## Dataset extract
BEGIN

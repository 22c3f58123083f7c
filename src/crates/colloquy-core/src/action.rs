//! External collaborator interfaces: actions, normalization, validation
//!
//! Three seams the engine depends on but does not implement:
//!
//! - [`ActionHandler`] - user-supplied effectful functions invoked by action
//!   steps. A handler receives the full slot map and returns named outputs;
//!   the step's `map_outputs` renames them into slots. The scheduler never
//!   auto-retries an action; idempotence on user-driven retry is the
//!   handler's contract.
//! - [`SlotNormalizer`] - turns raw extracted values into typed ones using
//!   the slot declaration as a hint. [`IdentityNormalizer`] passes values
//!   through unchanged.
//! - [`ValidatorRegistry`] - named predicates run against incoming slot
//!   values before they are stored. Ships with `non_empty`, `numeric`,
//!   `boolean`, and `date` built-ins plus `regex:<pattern>` inline patterns;
//!   applications register their own.
//!
//! All three are injected through the runtime context, never read from
//! globals, so tests substitute doubles freely.

use async_trait::async_trait;
use regex::Regex;
use serde_json::Value;
use std::collections::HashMap;
use std::sync::Arc;
use thiserror::Error;

use crate::config::{SlotDecl, SlotType};

/// Errors surfaced by action handlers
#[derive(Debug, Error)]
pub enum ActionError {
    /// No handler registered under the requested name
    #[error("No action handler registered for '{0}'")]
    Unknown(String),

    /// The handler ran and failed
    #[error("Action '{action}' failed: {reason}")]
    Failed {
        /// Action name
        action: String,
        /// Handler-provided reason
        reason: String,
    },
}

impl ActionError {
    /// Handler failure with context
    pub fn failed(action: impl Into<String>, reason: impl Into<String>) -> Self {
        Self::Failed {
            action: action.into(),
            reason: reason.into(),
        }
    }
}

/// A registered, user-supplied effectful function
///
/// Asynchronous from the scheduler's perspective; the scheduler awaits
/// completion before proceeding. Expected to be idempotent on user-driven
/// retry, since a failed action step stays pending and re-runs next turn.
#[async_trait]
pub trait ActionHandler: Send + Sync {
    /// Execute against the active flow's full slot map, returning named outputs
    async fn execute(
        &self,
        slots: &HashMap<String, Value>,
    ) -> Result<HashMap<String, Value>, ActionError>;
}

/// Adapter so plain async closures can register as handlers in tests and
/// small deployments
pub struct FnAction<F>(pub F);

#[async_trait]
impl<F, Fut> ActionHandler for FnAction<F>
where
    F: Fn(HashMap<String, Value>) -> Fut + Send + Sync,
    Fut: std::future::Future<Output = Result<HashMap<String, Value>, ActionError>> + Send,
{
    async fn execute(
        &self,
        slots: &HashMap<String, Value>,
    ) -> Result<HashMap<String, Value>, ActionError> {
        (self.0)(slots.clone()).await
    }
}

/// Immutable name-to-handler registry, shared across sessions without locking
#[derive(Default)]
pub struct ActionRegistry {
    handlers: HashMap<String, Arc<dyn ActionHandler>>,
}

impl ActionRegistry {
    /// Empty registry
    pub fn new() -> Self {
        Self::default()
    }

    /// Register a handler under a name (builder style; startup only)
    pub fn register(
        mut self,
        name: impl Into<String>,
        handler: Arc<dyn ActionHandler>,
    ) -> Self {
        self.handlers.insert(name.into(), handler);
        self
    }

    /// Look up a handler
    pub fn get(&self, name: &str) -> Option<&Arc<dyn ActionHandler>> {
        self.handlers.get(name)
    }

    /// Registered action names, sorted (as handed to the NLU)
    pub fn names(&self) -> Vec<String> {
        let mut names: Vec<String> = self.handlers.keys().cloned().collect();
        names.sort();
        names
    }
}

impl std::fmt::Debug for ActionRegistry {
    fn fmt(&self, f: &mut std::fmt::Formatter<'_>) -> std::fmt::Result {
        f.debug_struct("ActionRegistry")
            .field("actions", &self.names())
            .finish()
    }
}

/// Errors surfaced by slot normalization
#[derive(Debug, Error)]
#[error("Cannot normalize slot '{slot}': {reason}")]
pub struct NormalizeError {
    /// Slot being normalized
    pub slot: String,
    /// Failure description
    pub reason: String,
}

/// Turns raw extracted values into typed slot values
pub trait SlotNormalizer: Send + Sync {
    /// Normalize `raw` for the given declaration (`None` when undeclared)
    fn normalize(&self, decl: Option<&SlotDecl>, name: &str, raw: &Value)
        -> Result<Value, NormalizeError>;
}

/// Pass-through normalizer with light string-to-type coercion
///
/// Strings are coerced to the declared type where unambiguous ("3" to a
/// number slot becomes 3); everything else passes through unchanged.
#[derive(Debug, Clone, Default)]
pub struct IdentityNormalizer;

impl SlotNormalizer for IdentityNormalizer {
    fn normalize(
        &self,
        decl: Option<&SlotDecl>,
        name: &str,
        raw: &Value,
    ) -> Result<Value, NormalizeError> {
        let Some(decl) = decl else {
            return Ok(raw.clone());
        };
        match (decl.slot_type, raw) {
            (SlotType::Number, Value::String(s)) => {
                s.trim().parse::<f64>().map(|n| serde_json::json!(n)).map_err(|_| {
                    NormalizeError {
                        slot: name.to_string(),
                        reason: format!("'{}' is not a number", s),
                    }
                })
            }
            (SlotType::Boolean, Value::String(s)) => match s.trim().to_lowercase().as_str() {
                "true" | "yes" => Ok(Value::Bool(true)),
                "false" | "no" => Ok(Value::Bool(false)),
                other => Err(NormalizeError {
                    slot: name.to_string(),
                    reason: format!("'{}' is not a boolean", other),
                }),
            },
            _ => Ok(raw.clone()),
        }
    }
}

/// A named slot-value predicate
pub type Validator = Arc<dyn Fn(&Value) -> bool + Send + Sync>;

/// Named validators resolvable from collect steps and slot declarations
pub struct ValidatorRegistry {
    validators: HashMap<String, Validator>,
}

impl ValidatorRegistry {
    /// Registry preloaded with the built-ins
    pub fn with_builtins() -> Self {
        let mut validators: HashMap<String, Validator> = HashMap::new();
        validators.insert(
            "non_empty".to_string(),
            Arc::new(|v: &Value| match v {
                Value::String(s) => !s.trim().is_empty(),
                Value::Null => false,
                _ => true,
            }),
        );
        validators.insert(
            "numeric".to_string(),
            Arc::new(|v: &Value| match v {
                Value::Number(_) => true,
                Value::String(s) => s.trim().parse::<f64>().is_ok(),
                _ => false,
            }),
        );
        validators.insert(
            "boolean".to_string(),
            Arc::new(|v: &Value| {
                matches!(v, Value::Bool(_))
                    || matches!(v, Value::String(s)
                        if matches!(s.trim().to_lowercase().as_str(), "true" | "false" | "yes" | "no"))
            }),
        );
        validators.insert(
            "date".to_string(),
            Arc::new(|v: &Value| match v {
                Value::String(s) => {
                    let s = s.trim();
                    !s.is_empty()
                        && (chrono::NaiveDate::parse_from_str(s, "%Y-%m-%d").is_ok()
                            || relative_date(s))
                }
                _ => false,
            }),
        );
        Self { validators }
    }

    /// Register a custom validator (builder style; startup only)
    pub fn register(mut self, name: impl Into<String>, validator: Validator) -> Self {
        self.validators.insert(name.into(), validator);
        self
    }

    /// Whether a validator name resolves (inline `regex:` always does)
    pub fn knows(&self, name: &str) -> bool {
        name.starts_with("regex:") || self.validators.contains_key(name)
    }

    /// Run the named validator; unknown names accept everything and log
    pub fn validate(&self, name: &str, value: &Value) -> bool {
        if let Some(pattern) = name.strip_prefix("regex:") {
            return match Regex::new(pattern) {
                Ok(re) => match value {
                    Value::String(s) => re.is_match(s),
                    other => re.is_match(&other.to_string()),
                },
                Err(e) => {
                    tracing::warn!(pattern, error = %e, "invalid validator regex; accepting value");
                    true
                }
            };
        }
        match self.validators.get(name) {
            Some(v) => v(value),
            None => {
                tracing::warn!(validator = name, "unknown validator; accepting value");
                true
            }
        }
    }
}

impl Default for ValidatorRegistry {
    fn default() -> Self {
        Self::with_builtins()
    }
}

impl std::fmt::Debug for ValidatorRegistry {
    fn fmt(&self, f: &mut std::fmt::Formatter<'_>) -> std::fmt::Result {
        let mut names: Vec<&String> = self.validators.keys().collect();
        names.sort();
        f.debug_struct("ValidatorRegistry").field("validators", &names).finish()
    }
}

/// Accepts the handful of relative forms users actually type
fn relative_date(s: &str) -> bool {
    matches!(
        s.to_lowercase().as_str(),
        "today" | "tomorrow" | "yesterday"
            | "monday" | "tuesday" | "wednesday" | "thursday" | "friday" | "saturday" | "sunday"
    )
}

#[cfg(test)]
mod tests {
    use super::*;
    use serde_json::json;

    #[tokio::test]
    async fn test_fn_action_adapter() {
        let registry = ActionRegistry::new().register(
            "echo",
            Arc::new(FnAction(|slots: HashMap<String, Value>| async move {
                Ok::<_, ActionError>(HashMap::from([(
                    "echoed".to_string(),
                    json!(slots.len()),
                )]))
            })),
        );

        let handler = registry.get("echo").unwrap();
        let out = handler
            .execute(&HashMap::from([("a".to_string(), json!(1))]))
            .await
            .unwrap();
        assert_eq!(out["echoed"], json!(1));
    }

    #[test]
    fn test_unknown_action_lookup() {
        let registry = ActionRegistry::new();
        assert!(registry.get("missing").is_none());
    }

    #[test]
    fn test_identity_normalizer_coerces_declared_numbers() {
        let decl = SlotDecl {
            name: "guests".to_string(),
            slot_type: SlotType::Number,
            validator: None,
        };
        let norm = IdentityNormalizer;

        assert_eq!(
            norm.normalize(Some(&decl), "guests", &json!("4")).unwrap(),
            json!(4.0)
        );
        assert!(norm.normalize(Some(&decl), "guests", &json!("four")).is_err());
        // Undeclared slots pass through untouched.
        assert_eq!(norm.normalize(None, "x", &json!("4")).unwrap(), json!("4"));
    }

    #[test]
    fn test_builtin_validators() {
        let reg = ValidatorRegistry::with_builtins();

        assert!(reg.validate("non_empty", &json!("Madrid")));
        assert!(!reg.validate("non_empty", &json!("   ")));
        assert!(reg.validate("numeric", &json!("42")));
        assert!(!reg.validate("numeric", &json!("forty-two")));
        assert!(reg.validate("date", &json!("2026-03-01")));
        assert!(reg.validate("date", &json!("tomorrow")));
        assert!(!reg.validate("date", &json!("not a date")));
    }

    #[test]
    fn test_regex_validator() {
        let reg = ValidatorRegistry::with_builtins();
        assert!(reg.validate("regex:^[A-Z]{3}$", &json!("JFK")));
        assert!(!reg.validate("regex:^[A-Z]{3}$", &json!("New York")));
    }

    #[test]
    fn test_unknown_validator_accepts() {
        let reg = ValidatorRegistry::with_builtins();
        assert!(reg.validate("nonexistent", &json!("anything")));
        assert!(!reg.knows("nonexistent"));
        assert!(reg.knows("regex:x"));
    }
}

END

## What you will do
Could you copy each line from the listing that has the word "SlotType" in it?

## Reply
use crate::config::{SlotDecl, SlotType};
            (SlotType::Number, Value::String(s)) => {
            (SlotType::Boolean, Value::String(s)) => match s.trim().to_lowercase().as_str() {
            slot_type: SlotType::Number,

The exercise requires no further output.